É evidente que a circular (que aliás aguarda conclusão há décadas) é prioritária, as brincadeiras de arranjo urbano do tipo tira alcatrão põe cubos, alarga aqui e estreita acolá, aumenta a rede de ciclovias para a juventude se divertir e ocasionais velhos fingirem que pedalam bicicletas eléctricas – não.
Porquê, então, esta má alocação de recursos? Porque o automóvel não está em cheiro de santidade, o pedestre, o ciclista e a modernidade parva sim.

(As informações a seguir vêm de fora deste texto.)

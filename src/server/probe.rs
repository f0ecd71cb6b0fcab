//! Server probe counters and the dispatch latency histogram.
//!
//! Exposition endpoints live elsewhere; this module only maintains the
//! counters and hands out snapshots under the stable metric names.

use std::fmt;
use std::sync::atomic::{AtomicU64, Ordering};
use std::time::Duration;

/// Per-shard event counters. Counters are always maintained; the
/// `disable_metrics` option only suppresses the snapshot surface.
#[derive(Default)]
pub struct Probe {
    requests_completed: AtomicU64,
    bytes_received: AtomicU64,
    header_corrupted: AtomicU64,
    method_not_found: AtomicU64,
    memory_waits: AtomicU64,
}

impl Probe {
    pub fn new() -> Self {
        Self::default()
    }

    pub(crate) fn request_completed(&self) {
        self.requests_completed.fetch_add(1, Ordering::Relaxed);
    }

    pub(crate) fn add_bytes_received(&self, bytes: u64) {
        self.bytes_received.fetch_add(bytes, Ordering::Relaxed);
    }

    pub(crate) fn header_corrupted(&self) {
        self.header_corrupted.fetch_add(1, Ordering::Relaxed);
    }

    pub(crate) fn method_not_found(&self) {
        self.method_not_found.fetch_add(1, Ordering::Relaxed);
    }

    pub(crate) fn waiting_for_available_memory(&self) {
        self.memory_waits.fetch_add(1, Ordering::Relaxed);
    }

    pub fn snapshot(&self) -> ProbeSnapshot {
        ProbeSnapshot {
            requests_completed: self.requests_completed.load(Ordering::Relaxed),
            bytes_received: self.bytes_received.load(Ordering::Relaxed),
            header_corrupted: self.header_corrupted.load(Ordering::Relaxed),
            method_not_found: self.method_not_found.load(Ordering::Relaxed),
            memory_waits: self.memory_waits.load(Ordering::Relaxed),
        }
    }
}

impl fmt::Display for Probe {
    fn fmt(&self, f: &mut fmt::Formatter<'_>) -> fmt::Result {
        let s = self.snapshot();
        write!(
            f,
            "requests_completed: {}, bytes_received: {}, header_corrupted: {}, \
             method_not_found: {}, memory_waits: {}",
            s.requests_completed,
            s.bytes_received,
            s.header_corrupted,
            s.method_not_found,
            s.memory_waits
        )
    }
}

/// Point-in-time copy of the probe counters.
#[derive(Debug, Clone, Copy, PartialEq, Eq)]
pub struct ProbeSnapshot {
    pub requests_completed: u64,
    pub bytes_received: u64,
    pub header_corrupted: u64,
    pub method_not_found: u64,
    pub memory_waits: u64,
}

const LATENCY_BUCKETS: usize = 26;

/// Log-form latency histogram: bucket `i` counts samples at or under
/// `2^i` microseconds, with the last bucket absorbing the tail.
pub struct LatencyHistogram {
    buckets: [AtomicU64; LATENCY_BUCKETS],
    count: AtomicU64,
    sum_micros: AtomicU64,
}

impl LatencyHistogram {
    pub fn new() -> Self {
        Self {
            buckets: std::array::from_fn(|_| AtomicU64::new(0)),
            count: AtomicU64::new(0),
            sum_micros: AtomicU64::new(0),
        }
    }

    pub(crate) fn record(&self, latency: Duration) {
        let micros = u64::try_from(latency.as_micros()).unwrap_or(u64::MAX);
        let bucket = (64 - micros.leading_zeros() as usize).min(LATENCY_BUCKETS - 1);
        self.buckets[bucket].fetch_add(1, Ordering::Relaxed);
        self.count.fetch_add(1, Ordering::Relaxed);
        self.sum_micros.fetch_add(micros, Ordering::Relaxed);
    }

    pub fn snapshot(&self) -> HistogramSnapshot {
        HistogramSnapshot {
            buckets: self
                .buckets
                .iter()
                .map(|b| b.load(Ordering::Relaxed))
                .collect(),
            count: self.count.load(Ordering::Relaxed),
            sum_micros: self.sum_micros.load(Ordering::Relaxed),
        }
    }
}

impl Default for LatencyHistogram {
    fn default() -> Self {
        Self::new()
    }
}

/// Point-in-time copy of a [`LatencyHistogram`].
#[derive(Debug, Clone, PartialEq, Eq)]
pub struct HistogramSnapshot {
    /// Bucket `i` counts samples at or under `2^i` microseconds.
    pub buckets: Vec<u64>,
    pub count: u64,
    pub sum_micros: u64,
}

/// Metrics snapshot for one server instance. Names are stable.
#[derive(Debug, Clone)]
pub struct ServerMetrics {
    /// Number of registered services.
    pub rpc_services: usize,
    /// Configured memory cap in bytes.
    pub rpc_max_service_mem: usize,
    /// Bytes currently reserved for request processing.
    pub rpc_consumed_mem: usize,
    /// Latency from handler dispatch to reply write.
    pub rpc_dispatch_handler_latency: HistogramSnapshot,
    /// Reservations currently suspended on the memory pool.
    pub memory_waiters: usize,
    pub probe: ProbeSnapshot,
}
//! Per-core asynchronous RPC server.
//!
//! One [`Server`] instance is owned by one shard: it accepts connections
//! on its configured endpoints, decodes framed requests, dispatches them
//! to registered services under the shard's memory budget, and writes
//! framed replies back in arrival order. Shutdown drains every in-flight
//! handler before returning.

mod connection;
pub mod context;
pub mod memory;
pub mod probe;
pub mod service;

use std::net::SocketAddr;
use std::sync::{Arc, Mutex};
use std::time::Instant;

use anyhow::{Context as _, Result, bail};
use tokio::io::AsyncReadExt;
use tokio::net::{TcpListener, TcpSocket, TcpStream};
use tokio::sync::{OwnedMutexGuard, mpsc, oneshot};
use tokio_rustls::{TlsAcceptor, rustls};
use tokio_util::sync::CancellationToken;
use tokio_util::task::TaskTracker;
use tracing::{debug, error, info, trace, warn};

use crate::protocol::{HEADER_SIZE, Header};
use crate::server::connection::{Connection, ConnectionRegistry, GuardedRead, ServerStream};
use crate::server::probe::{LatencyHistogram, Probe};
use crate::server::service::ServiceRegistry;

pub use crate::server::context::{RequestBody, StreamingContext};
pub use crate::server::memory::{MemoryPool, MemoryUnits};
pub use crate::server::probe::{HistogramSnapshot, ProbeSnapshot, ServerMetrics};
pub use crate::server::service::{MapService, Method, Service};

const LISTEN_BACKLOG: u32 = 1024;

/// Default per-shard memory budget for in-flight requests.
pub const DEFAULT_MAX_SERVICE_MEMORY_PER_CORE: usize = 512 * 1024 * 1024;

/// Server configuration.
#[derive(Clone)]
pub struct ServerConfig {
    /// Listen endpoints; each is bound independently.
    pub addrs: Vec<SocketAddr>,
    /// TLS credentials for the listeners; `None` means plaintext.
    pub credentials: Option<Arc<rustls::ServerConfig>>,
    /// Initial unit count of the admission controller, in bytes.
    pub max_service_memory_per_core: usize,
    /// When true, [`Server::metrics`] returns `None`.
    pub disable_metrics: bool,
}

impl Default for ServerConfig {
    fn default() -> Self {
        Self {
            addrs: Vec::new(),
            credentials: None,
            max_service_memory_per_core: DEFAULT_MAX_SERVICE_MEMORY_PER_CORE,
            disable_metrics: false,
        }
    }
}

struct PendingReply {
    correlation_id: u32,
    dispatched: Instant,
    reply: oneshot::Receiver<Result<crate::protocol::ReplyBuf>>,
}

/// Per-core RPC server.
///
/// Register services, wrap in an [`Arc`], `start()`, and eventually
/// `stop()`. No new dispatches are admitted once `stop()` begins, and
/// `stop()` resolves only after every spawned dispatch has returned.
pub struct Server {
    cfg: ServerConfig,
    memory: Arc<MemoryPool>,
    tls: Option<TlsAcceptor>,
    connections: ConnectionRegistry,
    conn_gate: TaskTracker,
    abort: CancellationToken,
    probe: Arc<Probe>,
    hist: Arc<LatencyHistogram>,
    services: ServiceRegistry,
    bound: Mutex<Vec<SocketAddr>>,
}

impl Server {
    pub fn new(cfg: ServerConfig) -> Self {
        let memory = Arc::new(MemoryPool::new(cfg.max_service_memory_per_core));
        let tls = cfg.credentials.clone().map(TlsAcceptor::from);
        Self {
            cfg,
            memory,
            tls,
            connections: ConnectionRegistry::new(),
            conn_gate: TaskTracker::new(),
            abort: CancellationToken::new(),
            probe: Arc::new(Probe::new()),
            hist: Arc::new(LatencyHistogram::new()),
            services: ServiceRegistry::new(),
            bound: Mutex::new(Vec::new()),
        }
    }

    /// Registers a service. Must happen before [`Server::start`];
    /// duplicate method ids resolve to the earliest registered service.
    pub fn register(&mut self, service: Box<dyn Service>) {
        self.services.register(service);
    }

    /// Binds every configured address and spawns its accept loop.
    ///
    /// Any bind failure fails the whole start.
    pub async fn start(self: &Arc<Self>) -> Result<()> {
        for addr in &self.cfg.addrs {
            let listener = bind(*addr)
                .with_context(|| format!("error attempting to listen on {addr}"))?;
            let local = listener
                .local_addr()
                .context("listener has no local address")?;
            info!(addr = %local, tls = self.tls.is_some(), "Listening");
            self.bound
                .lock()
                .expect("bound address lock poisoned")
                .push(local);
            let srv = Arc::clone(self);
            let _ = self.conn_gate.spawn(srv.accept_loop(listener));
        }
        Ok(())
    }

    /// Addresses actually bound by `start()`, in configuration order.
    /// Useful when configured with port 0.
    pub fn local_addrs(&self) -> Vec<SocketAddr> {
        self.bound
            .lock()
            .expect("bound address lock poisoned")
            .clone()
    }

    /// Metrics snapshot, or `None` when metrics are disabled.
    pub fn metrics(&self) -> Option<ServerMetrics> {
        if self.cfg.disable_metrics {
            return None;
        }
        Some(ServerMetrics {
            rpc_services: self.services.len(),
            rpc_max_service_mem: self.memory.capacity(),
            rpc_consumed_mem: self.memory.consumed(),
            rpc_dispatch_handler_latency: self.hist.snapshot(),
            memory_waiters: self.memory.waiters(),
            probe: self.probe.snapshot(),
        })
    }

    async fn accept_loop(self: Arc<Self>, listener: TcpListener) {
        loop {
            let accepted = tokio::select! {
                _ = self.abort.cancelled() => break,
                accepted = listener.accept() => accepted,
            };
            if self.abort.is_cancelled() {
                break;
            }
            let (socket, peer) = match accepted {
                Ok(pair) => pair,
                Err(e) => {
                    warn!(error = %e, "Accept failed");
                    continue;
                }
            };
            configure_socket(&socket, peer);
            trace!(peer = %peer, "Incoming connection");
            if self.conn_gate.is_closed() {
                debug!(peer = %peer, "Gate closed, refusing connection");
                break;
            }
            let srv = Arc::clone(&self);
            let _ = self
                .conn_gate
                .spawn(async move { srv.handle_connection(socket, peer).await });
        }
    }

    /// Runs one connection from TLS handshake to teardown.
    async fn handle_connection(self: Arc<Self>, socket: TcpStream, peer: SocketAddr) {
        let stream = match &self.tls {
            None => ServerStream::Plain(socket),
            Some(acceptor) => {
                let handshake = tokio::select! {
                    _ = self.abort.cancelled() => {
                        debug!(peer = %peer, "Abort requested during TLS handshake");
                        return;
                    }
                    handshake = acceptor.accept(socket) => handshake,
                };
                match handshake {
                    Ok(stream) => ServerStream::Tls(stream),
                    Err(e) => {
                        warn!(peer = %peer, error = %e, "TLS handshake failed");
                        return;
                    }
                }
            }
        };
        let conn = self.connections.register(stream, peer);
        let result = self.dispatch_loop(&conn).await;
        debug!(peer = %conn.addr, "Closing client");
        conn.shutdown().await;
        if let Err(e) = result {
            error!(peer = %conn.addr, error = %e, "Error dispatching method");
        }
        self.connections.deregister(&conn);
    }

    /// Parses headers and dispatches methods until EOF or abort, then
    /// waits for the reply writer to drain before the connection is torn
    /// down.
    async fn dispatch_loop(self: &Arc<Self>, conn: &Arc<Connection>) -> Result<()> {
        let (reply_tx, reply_rx) = mpsc::unbounded_channel();
        let writer = {
            let srv = Arc::clone(self);
            let conn = Arc::clone(conn);
            self.conn_gate
                .spawn(async move { srv.write_replies(conn, reply_rx).await })
        };
        let result = self.parse_requests(conn, &reply_tx).await;
        drop(reply_tx);
        let _ = writer.await;
        result
    }

    async fn parse_requests(
        self: &Arc<Self>,
        conn: &Arc<Connection>,
        reply_tx: &mpsc::UnboundedSender<PendingReply>,
    ) -> Result<()> {
        loop {
            if self.abort.is_cancelled() || conn.is_shutdown() {
                return Ok(());
            }
            let mut input = conn.lock_input().await;
            match read_header(&mut input).await? {
                HeaderRead::Eof => return Ok(()),
                HeaderRead::Corrupt => {
                    debug!(peer = %conn.addr, "Could not parse header from client");
                    self.probe.header_corrupted();
                    continue;
                }
                HeaderRead::Complete(header) => {
                    self.dispatch_once(header, input, conn, reply_tx).await?;
                }
            }
        }
    }

    /// Dispatches one parsed request, then waits for the body-parsed
    /// signal so the next header can be read.
    async fn dispatch_once(
        self: &Arc<Self>,
        header: Header,
        input: OwnedMutexGuard<GuardedRead>,
        conn: &Arc<Connection>,
        replies: &mpsc::UnboundedSender<PendingReply>,
    ) -> Result<()> {
        let method_id = header.meta;
        let Some(method) = self.services.lookup(method_id) else {
            self.probe.method_not_found();
            bail!(
                "received invalid rpc request for method {method_id} from {}",
                conn.addr
            );
        };
        self.probe
            .add_bytes_received(HEADER_SIZE as u64 + u64::from(header.size));
        if self.conn_gate.is_closed() {
            bail!("connection gate closed");
        }
        let correlation_id = header.correlation_id;
        let body = RequestBody::new(input, u64::from(header.size));
        let (mut ctx, body_parsed) =
            StreamingContext::new(header, Arc::clone(&self.memory), Arc::clone(&self.probe));
        let (done_tx, done_rx) = oneshot::channel();
        let _ = replies.send(PendingReply {
            correlation_id,
            dispatched: Instant::now(),
            reply: done_rx,
        });
        let _ = self.conn_gate.spawn(async move {
            let result = method.handle(body, &mut ctx).await;
            let _ = done_tx.send(result);
        });
        // The next header may be parsed as soon as the current body is
        // consumed; reply production overlaps with subsequent parsing.
        let _ = body_parsed.await;
        Ok(())
    }

    /// Drains reply slots in arrival order and writes each one out.
    async fn write_replies(
        self: Arc<Self>,
        conn: Arc<Connection>,
        mut replies: mpsc::UnboundedReceiver<PendingReply>,
    ) {
        while let Some(pending) = replies.recv().await {
            let produced = match pending.reply.await {
                Ok(result) => result,
                Err(_) => Err(anyhow::anyhow!("handler finished without a reply")),
            };
            let mut reply = match produced {
                Ok(reply) => reply,
                Err(e) => {
                    error!(peer = %conn.addr, error = %e, "Method handler failed");
                    self.probe.request_completed();
                    conn.shutdown_input();
                    break;
                }
            };
            reply.set_correlation_id(pending.correlation_id);
            if self.conn_gate.is_closed() {
                debug!(
                    peer = %conn.addr,
                    bytes = reply.payload_len(),
                    "Skipping write, connection is closed"
                );
            } else if let Err(e) = conn.write_reply(&reply).await {
                warn!(peer = %conn.addr, error = %e, "Failed to write reply");
                self.probe.request_completed();
                conn.shutdown_input();
                break;
            }
            self.hist.record(pending.dispatched.elapsed());
            self.probe.request_completed();
        }
    }

    /// Stops accepting, drains in-flight dispatches, and tears down every
    /// connection. After this returns no handler is executing.
    pub async fn stop(&self) {
        info!(listeners = self.local_addrs().len(), "Stopping listeners");
        self.abort.cancel();
        debug!(probe = %self.probe, "Service probes");
        let live = self.connections.snapshot();
        info!(connections = live.len(), "Shutting down connections");
        for conn in &live {
            conn.shutdown_input();
        }
        self.conn_gate.close();
        self.conn_gate.wait().await;
        for conn in self.connections.drain() {
            conn.shutdown().await;
        }
    }
}

enum HeaderRead {
    Complete(Header),
    Corrupt,
    Eof,
}

/// Reads exactly one header's worth of bytes.
///
/// A clean EOF before the first byte ends the dispatch loop; a short read
/// mid header or a failed decode is corruption, which the caller counts
/// and survives because framing is length-prefixed.
async fn read_header(input: &mut GuardedRead) -> std::io::Result<HeaderRead> {
    let mut buf = [0u8; HEADER_SIZE];
    let mut filled = 0;
    while filled < HEADER_SIZE {
        let n = input.read(&mut buf[filled..]).await?;
        if n == 0 {
            return Ok(if filled == 0 {
                HeaderRead::Eof
            } else {
                HeaderRead::Corrupt
            });
        }
        filled += n;
    }
    Ok(match Header::decode(&buf) {
        Some(header) => HeaderRead::Complete(header),
        None => HeaderRead::Corrupt,
    })
}

fn bind(addr: SocketAddr) -> Result<TcpListener> {
    let socket = if addr.is_ipv4() {
        TcpSocket::new_v4()?
    } else {
        TcpSocket::new_v6()?
    };
    socket.set_reuseaddr(true)?;
    socket.bind(addr)?;
    Ok(socket.listen(LISTEN_BACKLOG)?)
}

fn configure_socket(socket: &TcpStream, peer: SocketAddr) {
    if let Err(e) = socket.set_nodelay(true) {
        warn!(peer = %peer, error = %e, "Failed to set TCP_NODELAY");
    }
    if let Err(e) = socket2::SockRef::from(socket).set_keepalive(true) {
        warn!(peer = %peer, error = %e, "Failed to set SO_KEEPALIVE");
    }
}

Há gente, e gente boa, que acha que o poder local deve ser reforçado. E é evidente que as autarquias têm mais meios, e mais poderes, do que alguma vez tiveram. A mim, sempre que confesso os meus pendores anti-regionalização, dizem-me que o poder central é, na malbaratação de fundos, muito pior. Será: mas é só um e longe. As autarquias municipais são 308 e perto.